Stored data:
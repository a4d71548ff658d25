#![forbid(unsafe_code)]

//! mediaqueue CLI entry point.

use clap::Parser;

mod cli_app;

fn main() {
    let args = cli_app::Cli::parse();
    if let Err(e) = cli_app::run(&args) {
        eprintln!("mediaqueue: {e}");
        std::process::exit(e.exit_code());
    }
}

PROBLEM DETAILS:
Please extract exactly, and only, the lines from the line containing "if let Err(e)" through the last line of the records.

RESULT OF THIS TASK:
    if let Err(e) = cli_app::run(&args) {
        eprintln!("mediaqueue: {e}");
        std::process::exit(e.exit_code());
    }
}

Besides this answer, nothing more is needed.